In three-year retreat, where there are no escapes, where you are in your room alone in one form of meditation or another, hour after hour….day after day….year after year…you begin to catch ego-clinging in the act. There is really not much to do but watch your own mind and reactions, and you start finally to see patterns emerge. You can’t necessarily stop the chain reaction at that point, but you begin to get very familiar with it, and that alertness and increasing familiarity are what eventually begin to relax the hold ego-clinging has over us. Every time we identify it, an atom of its death grip is pried loose.
Over the years I’ve made a list of some of the manifestations in myself that I think of as pointers to ego-clinging, from the most obvious to the more subtle:
- Selfishness, the obvious stuff—wanting to get something for oneself: the biggest serving, the nicest one, the last piece; to be first, to be best, to be the only one
- Feeling superior / feeling inferior
- Judging (ourself/someone else)
- Being invested in a particular outcome, can’t live with/without it
- Defensiveness
- Blaming others
- Vengefulness, payback
- Caring whose fault it is
- Wanting to be right
- Must have the last word
- Spinning the storyline / dwelling in the past / fixating on the future
- Irritation up through rage
- Embarrassment (though sometimes well earned)
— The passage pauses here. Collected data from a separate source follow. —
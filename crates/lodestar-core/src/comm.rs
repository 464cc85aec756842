// Copyright (C) 2025 The Lodestar Authors
// SPDX-License-Identifier: AGPL-3.0-or-later
//! Per-component communication handler.
//!
//! A [`CommHandler`] owns the live TCP connection of one component and pumps
//! frames in both directions:
//!
//! ```text
//!                 ┌────────────── CommHandler ──────────────┐
//!  workload ──►   │ reader ──► inbound ──► dispatcher ──► to_core ──► core
//!  workload ◄──   │            outbound ─► dispatcher  (core_sender / send_to_workload)
//!                 └──────────────────────────────────────────┘
//! ```
//!
//! The three queues are bounded and belong to the handler, not to the
//! connection. When a workload reconnects, [`CommHandler::attach`] stops the
//! old reader/dispatcher pair and starts a new one on the same queues, so
//! traffic queued while the workload was away is delivered on the new socket.
//!
//! The two directions do not wait on each other: a full `to_core` queue holds
//! back workload frames but never the frames going to the workload.

use std::sync::Arc;
use std::sync::atomic::{AtomicBool, AtomicU64, Ordering};

use bytes::Bytes;
use lodestar_protocol::frame::{self, DEFAULT_MAX_PAYLOAD_SIZE, FrameError};
use lodestar_protocol::{Envelope, EnvelopeCodec};
use thiserror::Error;
use tokio::io::{AsyncRead, AsyncWrite, AsyncWriteExt, ReadHalf, WriteHalf};
use tokio::sync::mpsc::error::TrySendError;
use tokio::sync::{Mutex, mpsc, watch};
use tokio::task::JoinHandle;
use tracing::{debug, error, info, trace, warn};

/// Settings shared by every communication handler.
#[derive(Debug, Clone, PartialEq, Eq)]
pub struct HandlerConfig {
    /// Capacity of each of the handler's queues
    pub channel_capacity: usize,
    /// Ceiling on frames accepted from the workload
    pub max_payload: usize,
    /// Write every workload frame back to the workload as well
    pub echo_to_workload: bool,
}

impl Default for HandlerConfig {
    fn default() -> Self {
        Self {
            channel_capacity: 256,
            max_payload: DEFAULT_MAX_PAYLOAD_SIZE,
            echo_to_workload: false,
        }
    }
}

/// Errors returned to callers of a communication handler.
#[derive(Debug, Error)]
pub enum CommError {
    #[error("communication handler for {0} is shut down")]
    Closed(String),

    /// The outbound queue is at capacity. Carries the frame back to the caller.
    #[error("outbound queue is full")]
    QueueFull(Bytes),

    #[error("frame error: {0}")]
    Frame(#[from] FrameError),
}

/// State the connection tasks share with the handler.
struct Shared {
    component: String,
    config: HandlerConfig,
    codec: Arc<dyn EnvelopeCodec>,
    inbound_tx: mpsc::Sender<Bytes>,
    to_core_tx: mpsc::Sender<Bytes>,
    recent: watch::Sender<Option<Envelope>>,
    /// Frame whose write failed; written first on the next connection
    unsent: Mutex<Option<Bytes>>,
    /// Workload frame not yet accepted by `to_core` when its connection stopped
    upward: Mutex<Option<Bytes>>,
    connected: AtomicBool,
    generation: AtomicU64,
}

impl Shared {
    fn mark_disconnected(&self, generation: u64) {
        if self.generation.load(Ordering::SeqCst) == generation {
            self.connected.store(false, Ordering::SeqCst);
        }
    }
}

/// Tasks serving one attached connection.
struct Link {
    generation: u64,
    stop: Arc<watch::Sender<bool>>,
    reader: JoinHandle<()>,
    dispatcher: JoinHandle<()>,
}

impl Link {
    async fn stop(self, component: &str) {
        self.stop.send_replace(true);

        for (task, handle) in [("reader", self.reader), ("dispatcher", self.dispatcher)] {
            if let Err(e) = handle.await
                && e.is_panic()
            {
                error!(component, task, generation = self.generation, "Connection task panicked: {}", e);
            }
        }
    }
}

/// Owns one component's connection and its bounded queues.
pub struct CommHandler {
    shared: Arc<Shared>,
    outbound_tx: mpsc::Sender<Bytes>,
    outbound_rx: Arc<Mutex<mpsc::Receiver<Bytes>>>,
    inbound_rx: Arc<Mutex<mpsc::Receiver<Bytes>>>,
    to_core_rx: Mutex<Option<mpsc::Receiver<Bytes>>>,
    link: Mutex<Option<Link>>,
    closed: AtomicBool,
}

impl CommHandler {
    pub fn new(
        component: impl Into<String>,
        config: HandlerConfig,
        codec: Arc<dyn EnvelopeCodec>,
    ) -> Self {
        let capacity = config.channel_capacity.max(1);
        let (outbound_tx, outbound_rx) = mpsc::channel(capacity);
        let (inbound_tx, inbound_rx) = mpsc::channel(capacity);
        let (to_core_tx, to_core_rx) = mpsc::channel(capacity);
        let (recent, _) = watch::channel(None);

        Self {
            shared: Arc::new(Shared {
                component: component.into(),
                config,
                codec,
                inbound_tx,
                to_core_tx,
                recent,
                unsent: Mutex::new(None),
                upward: Mutex::new(None),
                connected: AtomicBool::new(false),
                generation: AtomicU64::new(0),
            }),
            outbound_tx,
            outbound_rx: Arc::new(Mutex::new(outbound_rx)),
            inbound_rx: Arc::new(Mutex::new(inbound_rx)),
            to_core_rx: Mutex::new(Some(to_core_rx)),
            link: Mutex::new(None),
            closed: AtomicBool::new(false),
        }
    }

    pub fn component(&self) -> &str {
        &self.shared.component
    }

    /// Install `stream` as the live connection, replacing any previous one.
    ///
    /// The previous connection's tasks are stopped and awaited before the new
    /// ones start. Returns the connection generation (1 for the first attach).
    pub async fn attach<S>(&self, stream: S) -> Result<u64, CommError>
    where
        S: AsyncRead + AsyncWrite + Send + 'static,
    {
        let component = self.shared.component.as_str();
        let mut link = self.link.lock().await;
        if self.closed.load(Ordering::SeqCst) {
            return Err(self.closed_error());
        }

        if let Some(previous) = link.take() {
            debug!(component, generation = previous.generation, "Replacing connection");
            previous.stop(component).await;
        }

        let generation = self.shared.generation.fetch_add(1, Ordering::SeqCst) + 1;
        let (reader_half, writer_half) = tokio::io::split(stream);

        let (stop_tx, _) = watch::channel(false);
        let stop = Arc::new(stop_tx);
        let reader_stop = stop.subscribe();
        let dispatcher_stop = stop.subscribe();

        self.shared.connected.store(true, Ordering::SeqCst);

        let reader = tokio::spawn(read_loop(
            self.shared.clone(),
            generation,
            reader_half,
            stop.clone(),
            reader_stop,
        ));
        let dispatcher = tokio::spawn(dispatch_loop(
            self.shared.clone(),
            generation,
            writer_half,
            self.outbound_rx.clone(),
            self.inbound_rx.clone(),
            stop.clone(),
            dispatcher_stop,
        ));

        *link = Some(Link {
            generation,
            stop,
            reader,
            dispatcher,
        });

        info!(component, generation, "Connection attached");
        Ok(generation)
    }

    /// Queue a frame for the workload, waiting while the queue is full.
    pub async fn send_to_workload(&self, frame: Bytes) -> Result<(), CommError> {
        self.check_sendable(&frame)?;
        self.outbound_tx
            .send(frame)
            .await
            .map_err(|_| self.closed_error())
    }

    /// Queue a frame for the workload without waiting.
    pub fn try_send_to_workload(&self, frame: Bytes) -> Result<(), CommError> {
        self.check_sendable(&frame)?;
        self.outbound_tx.try_send(frame).map_err(|e| match e {
            TrySendError::Full(frame) => CommError::QueueFull(frame),
            TrySendError::Closed(_) => self.closed_error(),
        })
    }

    /// Encode an envelope with the handler's codec and queue it.
    pub async fn send_envelope(&self, envelope: &Envelope) -> Result<(), CommError> {
        let payload = self.shared.codec.encode(envelope);
        self.send_to_workload(payload).await
    }

    /// Free slots in the outbound queue.
    pub fn outbound_capacity(&self) -> usize {
        self.outbound_tx.capacity()
    }

    /// Sender side of the core-to-workload queue.
    ///
    /// Frames sent through it skip the shutdown and size checks of
    /// [`send_to_workload`](Self::send_to_workload).
    pub fn core_sender(&self) -> mpsc::Sender<Bytes> {
        self.outbound_tx.clone()
    }

    /// Receiver side of the workload-to-core queue. Can be taken once.
    pub async fn take_to_core_receiver(&self) -> Option<mpsc::Receiver<Bytes>> {
        self.to_core_rx.lock().await.take()
    }

    /// Last frame from the workload that decoded as an envelope.
    pub fn recent_envelope(&self) -> Option<Envelope> {
        self.shared.recent.borrow().clone()
    }

    pub fn subscribe_envelopes(&self) -> watch::Receiver<Option<Envelope>> {
        self.shared.recent.subscribe()
    }

    pub fn is_connected(&self) -> bool {
        self.shared.connected.load(Ordering::SeqCst)
    }

    /// Number of connections attached so far.
    pub fn generation(&self) -> u64 {
        self.shared.generation.load(Ordering::SeqCst)
    }

    pub fn is_shut_down(&self) -> bool {
        self.closed.load(Ordering::SeqCst)
    }

    /// Stop the connection tasks and refuse further traffic. Idempotent.
    pub async fn shutdown(&self) {
        if self.closed.swap(true, Ordering::SeqCst) {
            return;
        }

        let previous = self.link.lock().await.take();
        if let Some(link) = previous {
            link.stop(&self.shared.component).await;
        }
        self.shared.connected.store(false, Ordering::SeqCst);

        info!(component = %self.shared.component, "Communication handler shut down");
    }

    fn check_sendable(&self, frame: &Bytes) -> Result<(), CommError> {
        if self.closed.load(Ordering::SeqCst) {
            return Err(self.closed_error());
        }
        frame::frame_header(frame.len())?;
        Ok(())
    }

    fn closed_error(&self) -> CommError {
        CommError::Closed(self.shared.component.clone())
    }
}

impl Drop for CommHandler {
    fn drop(&mut self) {
        if let Some(link) = self.link.get_mut() {
            link.stop.send_replace(true);
        }
    }
}

async fn read_loop<S>(
    shared: Arc<Shared>,
    generation: u64,
    mut reader: ReadHalf<S>,
    stop: Arc<watch::Sender<bool>>,
    mut stop_rx: watch::Receiver<bool>,
) where
    S: AsyncRead + AsyncWrite + Send + 'static,
{
    let component = shared.component.as_str();

    loop {
        let result = tokio::select! {
            biased;
            _ = stop_rx.changed() => break,
            result = frame::read_frame(&mut reader, shared.config.max_payload) => result,
        };

        let payload = match result {
            Ok(payload) if payload.is_empty() => {
                trace!(component, "Keep-alive frame");
                continue;
            }
            Ok(payload) => payload,
            Err(FrameError::ConnectionClosed) => {
                info!(component, generation, "Workload closed the connection");
                break;
            }
            Err(e) => {
                warn!(component, generation, error = %e, "Read failed, dropping connection");
                break;
            }
        };

        match shared.codec.decode(&payload) {
            Ok(envelope) => {
                shared.recent.send_replace(Some(envelope));
            }
            Err(e) => {
                debug!(component, bytes = payload.len(), error = %e, "Frame is not an envelope");
            }
        }

        let queued = tokio::select! {
            biased;
            _ = stop_rx.changed() => false,
            sent = shared.inbound_tx.send(payload) => sent.is_ok(),
        };
        if !queued {
            break;
        }
    }

    stop.send_replace(true);
    shared.mark_disconnected(generation);
}

async fn dispatch_loop<S>(
    shared: Arc<Shared>,
    generation: u64,
    mut writer: WriteHalf<S>,
    outbound: Arc<Mutex<mpsc::Receiver<Bytes>>>,
    inbound: Arc<Mutex<mpsc::Receiver<Bytes>>>,
    stop: Arc<watch::Sender<bool>>,
    mut stop_rx: watch::Receiver<bool>,
) where
    S: AsyncRead + AsyncWrite + Send + 'static,
{
    let component = shared.component.as_str();
    let mut outbound = outbound.lock_owned().await;
    let mut inbound = inbound.lock_owned().await;

    let pending = shared.unsent.lock().await.take();
    let mut alive = match pending {
        Some(frame) => {
            debug!(component, generation, bytes = frame.len(), "Redelivering unsent frame");
            write_or_keep(&shared, &mut writer, frame, &mut stop_rx).await
        }
        None => true,
    };

    // Frame taken from `inbound` and waiting for room in `to_core`. Outbound
    // traffic keeps flowing while it waits.
    let mut upward = shared.upward.lock().await.take();

    while alive {
        tokio::select! {
            biased;
            _ = stop_rx.changed() => break,
            Some(frame) = outbound.recv() => {
                alive = write_or_keep(&shared, &mut writer, frame, &mut stop_rx).await;
            }
            permit = shared.to_core_tx.reserve(), if upward.is_some() => {
                match (permit, upward.take()) {
                    (Ok(permit), Some(frame)) => permit.send(frame),
                    (Err(_), Some(_)) => trace!(component, "No core receiver, frame dropped"),
                    (_, None) => {}
                }
            }
            Some(frame) = inbound.recv(), if upward.is_none() => {
                if shared.config.echo_to_workload {
                    alive = write_or_keep(&shared, &mut writer, frame.clone(), &mut stop_rx).await;
                }
                upward = Some(frame);
            }
        }
    }

    if let Some(frame) = upward {
        debug!(component, generation, bytes = frame.len(), "Keeping frame for core until the next connection");
        *shared.upward.lock().await = Some(frame);
    }

    let _ = writer.shutdown().await;
    stop.send_replace(true);
    shared.mark_disconnected(generation);
    debug!(component, generation, "Dispatcher stopped");
}

/// Write one frame. On failure or stop the frame is parked for the next
/// connection and `false` is returned.
async fn write_or_keep<W>(
    shared: &Shared,
    writer: &mut W,
    frame: Bytes,
    stop_rx: &mut watch::Receiver<bool>,
) -> bool
where
    W: AsyncWrite + Unpin,
{
    let result = tokio::select! {
        biased;
        _ = stop_rx.changed() => None,
        written = frame::write_frame(writer, &frame) => Some(written),
    };

    match result {
        Some(Ok(())) => true,
        Some(Err(FrameError::FrameTooLarge(size))) => {
            warn!(component = %shared.component, size, "Dropping frame too large for the wire");
            true
        }
        Some(Err(e)) => {
            warn!(
                component = %shared.component,
                bytes = frame.len(),
                error = %e,
                "Write failed, keeping frame for the next connection"
            );
            *shared.unsent.lock().await = Some(frame);
            false
        }
        None => {
            *shared.unsent.lock().await = Some(frame);
            false
        }
    }
}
- Being oversensitive / being a bully, trying to get someone’s goat
- Bad mood / ecstatic mood
- Happy you won / sad you lost, and all the other eight worldly concerns
- Perfectionism
- Etc.
(Caution: this list is intended for use in recognizing one’s own ego-clinging, rather than pointing out other people’s: see items 2, 3, 5, 6, 8, etc.)
My mother has Alzheimer’s and I have lots of opportunities to practice recognizing ego-clinging when I’m with her. In Alzheimer’s there is no short-term memory so the person truly lives in the present moment—which would be great if the present moment weren’t thoroughly inhabited by previously acquired thought patterns. In my mom’s present moment, there is rarely any spaciousness, contentedness, or relaxation. She is programmed through lifetimes of habit to find fault with every single experience. She’s extremely skilled at it. Sometimes she’s in a happy mood and my ego-clinging can coast along in relative comfort; when she’s cranky or in a rage, it can be really painful.
When Mom says she didn’t get any lunch, my impulse is always to say, but I just escorted you from the dining room where you cleaned your plate and polished off dessert. WRONG! Just get her a snack. Or sympathize. Her present moment is filled with hunger and distress, whatever may be in her stomach.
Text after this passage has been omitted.